Alito’s opinion brought fiery dissents, two of them read from the bench. Supported by Justice Ruth Bader Ginsburg, Justice Stephen Breyer protested the argument that the death penalty is constitution, writing, “I would ask for full briefing on a more basic question: whether the death penalty violates the Constitution.” Scalia went back to the bench to call Breyer’s opinion “gobbledygook.”

Justice Sonia Sotomayor was far more scorching when she wrote:

“Petitioners contend that Oklahoma’s current protocol is a barbarous method of punishment—the chemical equivalent of being burned alive. But under the Court’s new rule, it would not matter whether the State intended to use midazolam, or instead to have petitioners drawn and quartered, slowly tortured to death, or actually burned at the stake: because petitioners failed to prove the availability of sodium thiopental or pentobarbital, the State could execute them using whatever means it designated.”

By refusing to hear a case preventing mandatory documentation for citizenship in federal elections, the Supreme Court blocked this requirement. Kansas and Arizona wanted a change in registration requirements to include proof of citizenship for these elections, but the 10th Circuit Court ruled that states cannot require this documentation.

 

Another step forward came from the Supreme Court decision to leave women’s clinics in Texas open until the court has heard the appeal about the state law to prevent abortions outside hospitals and “mini-hospitals,” ambulatory surgical centers. Justice Anthony Kennedy joined the progressive justices in the 5-4 vote. Texas restrictions had already closed about half the state’s 41 clinics within the past four years, and the newest law shut down all but nine, concentrated in four urban, higher-income areas of the state.

Progressive voters in Arizona may also be rejoicing after a 5-4 Supreme Court vote ruled that a voter-approved independent redistricting commission in Arizona is constitutional. Complaints of legislative partisan gerrymandering of congressional districts led to the law that a legislative-chosen independent commission of two Republicans and two Democrats with a chair who is not a member of either party make this decision. Although the ballot measure for a constitutional amendment to approve the commission went into effect 15 years ago, Arizona Republicans had no problem with the redistricting process until Democrats started winning more seats in 2012.

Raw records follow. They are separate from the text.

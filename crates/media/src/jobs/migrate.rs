//! Copy every referenced file from one named backend to another.
//!
//! Each copy is verified by reading it back. Nothing is deleted from the
//! source, and rows keep their logical paths.

use serde::Serialize;
use sqlx::SqlitePool;
use tdm_core::error::CoreError;
use tdm_core::storage::{Storage, StorageError, StorageRegistry};
use tdm_db::repositories::DestinationImageRepo;

use crate::error::MediaResult;
use crate::jobs::ItemError;

#[derive(Debug, Clone, Default, Serialize)]
pub struct MigrationReport {
    pub source: String,
    pub destination: String,
    pub dry_run: bool,
    /// Image rows with at least one migrated file.
    pub migrated: usize,
    pub files_copied: usize,
    /// Files absent at the source or already present at the destination.
    pub skipped: usize,
    pub errors: usize,
    pub failures: Vec<ItemError>,
}

#[derive(Debug, Clone, Copy, PartialEq, Eq)]
enum FileOutcome {
    Copied,
    MissingAtSource,
    AlreadyPresent,
}

/// Migrate all image files from `source` to `destination`.
///
/// Unknown backend names and `source == destination` are setup errors.
pub async fn migrate_storage(
    pool: &SqlitePool,
    registry: &StorageRegistry,
    source: &str,
    destination: &str,
    dry_run: bool,
) -> MediaResult<MigrationReport> {
    if source == destination {
        return Err(CoreError::Validation(format!(
            "Source and destination backends are both '{source}'"
        ))
        .into());
    }
    let src = registry.get(source)?;
    let dst = registry.get(destination)?;

    let mut report = MigrationReport {
        source: source.to_string(),
        destination: destination.to_string(),
        dry_run,
        ..Default::default()
    };

    for image in DestinationImageRepo::list_all(pool).await? {
        let mut changed = false;

        for path in image.referenced_paths() {
            match migrate_file(src.as_ref(), dst.as_ref(), path, dry_run).await {
                Ok(FileOutcome::Copied) => {
                    tracing::info!(image_id = image.id, path, dry_run, "Migrated file");
                    report.files_copied += 1;
                    changed = true;
                }
                Ok(FileOutcome::MissingAtSource) => {
                    tracing::warn!(image_id = image.id, path, "Skipping file missing at source");
                    report.skipped += 1;
                }
                Ok(FileOutcome::AlreadyPresent) => {
                    tracing::debug!(image_id = image.id, path, "Skipping file already at destination");
                    report.skipped += 1;
                }
                Err(e) => {
                    tracing::error!(image_id = image.id, path, error = %e, "File migration failed");
                    report.errors += 1;
                    report.failures.push(ItemError::new(image.id, path, e));
                }
            }
        }

        if changed {
            report.migrated += 1;
            if !dry_run {
                if let Err(e) = DestinationImageRepo::touch(pool, image.id).await {
                    tracing::error!(image_id = image.id, error = %e, "Failed to touch migrated image");
                    report.errors += 1;
                    report
                        .failures
                        .push(ItemError::new(image.id, image.image_path.clone(), e));
                }
            }
        }
    }

    tracing::info!(
        migrated = report.migrated,
        skipped = report.skipped,
        errors = report.errors,
        dry_run,
        "Storage migration complete"
    );
    Ok(report)
}

async fn migrate_file(
    src: &dyn Storage,
    dst: &dyn Storage,
    path: &str,
    dry_run: bool,
) -> Result<FileOutcome, StorageError> {
    if !src.exists(path).await? {
        return Ok(FileOutcome::MissingAtSource);
    }
    if dst.exists(path).await? {
        return Ok(FileOutcome::AlreadyPresent);
    }
    if dry_run {
        return Ok(FileOutcome::Copied);
    }

    let data = src.open(path).await?;
    if let Err(e) = dst.save(path, &data).await {
        remove_partial(dst, path).await;
        return Err(e);
    }

    let verified = match dst.open(path).await {
        Ok(copy) => copy == data,
        Err(_) => false,
    };
    if !verified {
        remove_partial(dst, path).await;
        return Err(StorageError::Other(format!(
            "verification failed for '{path}' on '{}'",
            dst.name()
        )));
    }
    Ok(FileOutcome::Copied)
}

async fn remove_partial(dst: &dyn Storage, path: &str) {
    if let Err(e) = dst.delete(path).await {
        tracing::warn!(path, backend = dst.name(), error = %e, "Failed to remove partial copy");
    }
}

The U.S. Constitution states that the “times, places, and manner” of federal elections “shall be prescribed in each state by the legislature thereof.” The minority argued that a ballot measure is not part of “the legislature” because it is determined by the people of the state although the court had earlier decided that “legislature” can refer to the process exercised by people through direct democracy. The losing lawyer, Paul Clement, failed to persuade the majority with his argument that those election laws didn’t take power away from the legislature but the creation of the Arizona Independent Redistricting Commission did.

In arguing for the majority, Justice Elena Kagan asked if all the voter ID laws created by ballot measures would then also be unconstitutional. Kennedy argued that a constitutional amendment had given power to the people by allowing them to select U.S. senators.

In his dissent, Chief Justice John Roberts wrote, “What chumps!” in reference to the Congressional members who passed the 17th Amendment in 2012 that was then ratified by 41 states. The ruling was only for Arizona, but it may have far-reaching effects outside that state. Twelve other states also have commissions to assist in the redistrict process. The ruling also empowers voters in other states to reduce partisan control of the U.S. House. Studies show nonpartisan or bipartisan commissions leads to “districts both more competitive and more likely to survive legal challenge.” According to Ginsburg, 21 states have created initiative or direct lawmaking power, and 18 states can adopt amendments to the state constitution.

Arizona redistricting will return to the Supreme Court in the coming year when justices will hear another case accusing the independent commission of using race and partisanship for the congressional boundaries.

The Supreme Court struck a blow against the prison industrial complex in Johnson v. United States with the ruling that part of the Armed Career Criminal Act (ACCA) is unconstitutionally vague. Passed in 1984, the law requires judges to sentence people to 15 years life if they have three prior convictions for “serious drug offense” or “violent felonies.” The law, however, had no concrete definition for a “violent felony.” A clause in the ACCA sends felons to prison for any crime that “presents a serious potential risk of physical injury to another.” It could be drunk driving, fleeing police, failing to report to a parole officer, or even attempted burglary. Johnson’s prison sentence was extended because of a prior conviction of possession of a sawed off shotgun. Writing the opinion for the 8-1 decision, Scalia wrote that the clause in the law lacking a definition violates due process. Alito likes the law, and the ACCA was very popular with lawmakers because many states are required to fill up beds in private prisons.

prisoners

This room in the California Institution for Men four years shows how overcrowded that prisons have become. Photo by Ann Johansson for The New York Times.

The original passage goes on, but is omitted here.